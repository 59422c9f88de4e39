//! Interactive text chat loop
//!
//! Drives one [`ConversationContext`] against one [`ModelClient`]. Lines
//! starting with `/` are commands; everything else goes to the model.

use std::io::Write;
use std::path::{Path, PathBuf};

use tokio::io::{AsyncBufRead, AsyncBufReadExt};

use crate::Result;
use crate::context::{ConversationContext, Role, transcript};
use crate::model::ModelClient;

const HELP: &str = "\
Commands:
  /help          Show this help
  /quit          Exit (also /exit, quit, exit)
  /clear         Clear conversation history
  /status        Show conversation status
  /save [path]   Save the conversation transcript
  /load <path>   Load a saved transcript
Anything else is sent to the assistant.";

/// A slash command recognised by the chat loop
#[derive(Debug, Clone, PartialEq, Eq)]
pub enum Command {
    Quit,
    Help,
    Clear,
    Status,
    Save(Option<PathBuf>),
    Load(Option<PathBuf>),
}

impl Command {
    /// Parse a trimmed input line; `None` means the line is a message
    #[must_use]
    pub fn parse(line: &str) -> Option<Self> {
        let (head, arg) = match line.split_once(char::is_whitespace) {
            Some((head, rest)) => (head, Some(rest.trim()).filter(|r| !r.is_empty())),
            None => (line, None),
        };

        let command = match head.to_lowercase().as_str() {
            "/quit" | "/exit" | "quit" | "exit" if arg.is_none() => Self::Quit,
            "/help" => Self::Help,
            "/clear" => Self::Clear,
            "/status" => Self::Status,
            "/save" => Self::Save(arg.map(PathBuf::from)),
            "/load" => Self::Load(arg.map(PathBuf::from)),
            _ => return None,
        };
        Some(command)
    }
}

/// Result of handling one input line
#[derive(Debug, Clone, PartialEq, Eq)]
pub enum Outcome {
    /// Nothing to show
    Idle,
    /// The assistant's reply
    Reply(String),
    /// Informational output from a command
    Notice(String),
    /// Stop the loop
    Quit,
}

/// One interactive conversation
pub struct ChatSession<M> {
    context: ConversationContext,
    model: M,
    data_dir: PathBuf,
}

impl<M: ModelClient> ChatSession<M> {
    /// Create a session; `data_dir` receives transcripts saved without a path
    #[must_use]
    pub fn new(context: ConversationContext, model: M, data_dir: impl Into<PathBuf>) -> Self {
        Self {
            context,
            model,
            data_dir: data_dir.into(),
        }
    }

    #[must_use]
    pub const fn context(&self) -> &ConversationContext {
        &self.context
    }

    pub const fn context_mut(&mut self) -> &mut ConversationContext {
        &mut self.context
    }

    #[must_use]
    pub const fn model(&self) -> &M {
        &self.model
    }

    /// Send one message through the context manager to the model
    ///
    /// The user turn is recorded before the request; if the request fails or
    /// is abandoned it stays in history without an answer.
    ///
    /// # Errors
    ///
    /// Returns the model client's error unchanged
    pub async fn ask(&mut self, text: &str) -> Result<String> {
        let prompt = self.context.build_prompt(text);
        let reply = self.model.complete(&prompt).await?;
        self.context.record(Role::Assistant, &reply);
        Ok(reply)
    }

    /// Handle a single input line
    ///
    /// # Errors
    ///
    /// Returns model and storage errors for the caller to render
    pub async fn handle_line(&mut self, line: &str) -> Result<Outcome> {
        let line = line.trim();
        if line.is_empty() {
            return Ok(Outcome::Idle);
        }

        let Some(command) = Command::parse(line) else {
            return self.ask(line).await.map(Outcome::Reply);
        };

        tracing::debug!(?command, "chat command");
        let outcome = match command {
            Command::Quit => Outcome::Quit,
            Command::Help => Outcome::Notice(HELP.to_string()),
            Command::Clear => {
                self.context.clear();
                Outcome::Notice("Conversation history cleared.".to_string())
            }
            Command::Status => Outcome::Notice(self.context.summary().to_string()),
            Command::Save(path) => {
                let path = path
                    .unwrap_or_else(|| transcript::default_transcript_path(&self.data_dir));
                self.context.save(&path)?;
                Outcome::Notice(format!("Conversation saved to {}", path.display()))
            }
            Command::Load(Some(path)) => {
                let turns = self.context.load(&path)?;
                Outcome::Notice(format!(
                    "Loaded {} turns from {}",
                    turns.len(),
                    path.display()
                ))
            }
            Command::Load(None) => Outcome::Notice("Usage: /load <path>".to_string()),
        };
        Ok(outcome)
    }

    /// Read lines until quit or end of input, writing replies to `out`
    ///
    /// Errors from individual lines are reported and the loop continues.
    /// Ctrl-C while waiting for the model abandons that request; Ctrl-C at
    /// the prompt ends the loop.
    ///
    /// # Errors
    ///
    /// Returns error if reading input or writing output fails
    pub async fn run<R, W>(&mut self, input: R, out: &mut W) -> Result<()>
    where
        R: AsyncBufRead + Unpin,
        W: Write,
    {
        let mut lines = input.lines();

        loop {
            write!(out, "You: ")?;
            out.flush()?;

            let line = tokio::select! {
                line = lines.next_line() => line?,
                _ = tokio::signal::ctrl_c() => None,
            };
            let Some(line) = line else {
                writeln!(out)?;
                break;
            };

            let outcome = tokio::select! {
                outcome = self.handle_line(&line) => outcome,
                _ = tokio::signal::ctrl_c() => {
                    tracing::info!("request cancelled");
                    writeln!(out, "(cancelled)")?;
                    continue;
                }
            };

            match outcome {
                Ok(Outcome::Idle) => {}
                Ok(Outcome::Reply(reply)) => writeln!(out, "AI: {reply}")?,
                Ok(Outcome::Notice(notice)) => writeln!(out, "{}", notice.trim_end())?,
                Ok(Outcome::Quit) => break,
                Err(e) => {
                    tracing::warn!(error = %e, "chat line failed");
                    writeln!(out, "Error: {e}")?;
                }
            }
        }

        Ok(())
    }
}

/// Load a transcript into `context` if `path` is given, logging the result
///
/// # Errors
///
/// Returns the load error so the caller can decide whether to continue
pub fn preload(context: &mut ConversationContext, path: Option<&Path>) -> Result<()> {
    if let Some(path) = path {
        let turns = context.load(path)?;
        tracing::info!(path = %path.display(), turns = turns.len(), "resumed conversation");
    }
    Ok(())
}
.....
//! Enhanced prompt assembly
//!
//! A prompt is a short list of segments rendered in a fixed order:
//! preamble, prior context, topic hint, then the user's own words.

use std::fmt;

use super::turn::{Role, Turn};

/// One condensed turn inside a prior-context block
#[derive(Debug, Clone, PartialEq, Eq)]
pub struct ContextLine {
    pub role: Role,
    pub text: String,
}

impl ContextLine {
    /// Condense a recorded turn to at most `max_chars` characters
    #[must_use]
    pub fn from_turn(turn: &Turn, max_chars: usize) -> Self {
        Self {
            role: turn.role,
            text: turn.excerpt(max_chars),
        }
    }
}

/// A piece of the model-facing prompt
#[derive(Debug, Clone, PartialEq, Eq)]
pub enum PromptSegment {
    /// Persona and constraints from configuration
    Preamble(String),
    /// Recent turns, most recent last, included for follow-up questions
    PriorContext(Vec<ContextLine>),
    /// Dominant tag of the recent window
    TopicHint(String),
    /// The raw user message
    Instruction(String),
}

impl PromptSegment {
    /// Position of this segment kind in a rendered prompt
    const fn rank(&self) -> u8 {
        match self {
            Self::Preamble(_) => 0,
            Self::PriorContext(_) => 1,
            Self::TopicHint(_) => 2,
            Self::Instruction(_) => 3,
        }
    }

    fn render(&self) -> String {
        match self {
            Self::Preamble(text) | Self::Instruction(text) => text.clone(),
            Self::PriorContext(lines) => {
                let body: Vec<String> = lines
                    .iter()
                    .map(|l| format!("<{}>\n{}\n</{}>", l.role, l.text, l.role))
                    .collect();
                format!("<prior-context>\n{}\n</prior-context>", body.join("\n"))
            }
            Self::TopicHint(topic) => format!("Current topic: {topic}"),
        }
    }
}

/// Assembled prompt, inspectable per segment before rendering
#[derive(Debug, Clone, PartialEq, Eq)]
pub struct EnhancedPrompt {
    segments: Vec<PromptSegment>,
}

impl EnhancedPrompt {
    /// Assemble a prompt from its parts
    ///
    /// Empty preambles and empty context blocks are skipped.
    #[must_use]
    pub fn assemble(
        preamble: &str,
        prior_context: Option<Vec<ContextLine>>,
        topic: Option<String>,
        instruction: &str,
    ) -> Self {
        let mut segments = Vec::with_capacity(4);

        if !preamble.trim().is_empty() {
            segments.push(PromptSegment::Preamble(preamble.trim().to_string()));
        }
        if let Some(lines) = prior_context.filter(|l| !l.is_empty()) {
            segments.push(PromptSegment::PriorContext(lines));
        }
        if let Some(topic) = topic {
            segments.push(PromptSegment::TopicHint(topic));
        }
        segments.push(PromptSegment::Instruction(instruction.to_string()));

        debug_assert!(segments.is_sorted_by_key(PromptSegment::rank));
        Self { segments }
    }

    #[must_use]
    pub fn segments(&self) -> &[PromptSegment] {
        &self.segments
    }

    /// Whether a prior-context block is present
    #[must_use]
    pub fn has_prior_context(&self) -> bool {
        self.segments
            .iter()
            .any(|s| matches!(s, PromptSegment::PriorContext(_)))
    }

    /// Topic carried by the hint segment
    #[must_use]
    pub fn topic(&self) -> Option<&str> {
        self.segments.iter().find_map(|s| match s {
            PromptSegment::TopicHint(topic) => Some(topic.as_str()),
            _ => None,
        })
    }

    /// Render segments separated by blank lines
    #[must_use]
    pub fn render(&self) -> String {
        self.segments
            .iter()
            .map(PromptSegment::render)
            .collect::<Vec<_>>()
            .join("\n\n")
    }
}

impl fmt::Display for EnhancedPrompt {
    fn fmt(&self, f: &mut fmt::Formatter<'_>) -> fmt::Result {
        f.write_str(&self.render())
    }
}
.....
§ Your goal
I'd like the lines above from the one with "pub const fn model(&self)" up to and including the one with "let Some(command) = Command::parse(line)" copied exactly, with no other lines.

§ Response to the exercise
    pub const fn model(&self) -> &M {
        &self.model
    }

    /// Send one message through the context manager to the model
    ///
    /// The user turn is recorded before the request; if the request fails or
    /// is abandoned it stays in history without an answer.
    ///
    /// # Errors
    ///
    /// Returns the model client's error unchanged
    pub async fn ask(&mut self, text: &str) -> Result<String> {
        let prompt = self.context.build_prompt(text);
        let reply = self.model.complete(&prompt).await?;
        self.context.record(Role::Assistant, &reply);
        Ok(reply)
    }

    /// Handle a single input line
    ///
    /// # Errors
    ///
    /// Returns model and storage errors for the caller to render
    pub async fn handle_line(&mut self, line: &str) -> Result<Outcome> {
        let line = line.trim();
        if line.is_empty() {
            return Ok(Outcome::Idle);
        }

        let Some(command) = Command::parse(line) else {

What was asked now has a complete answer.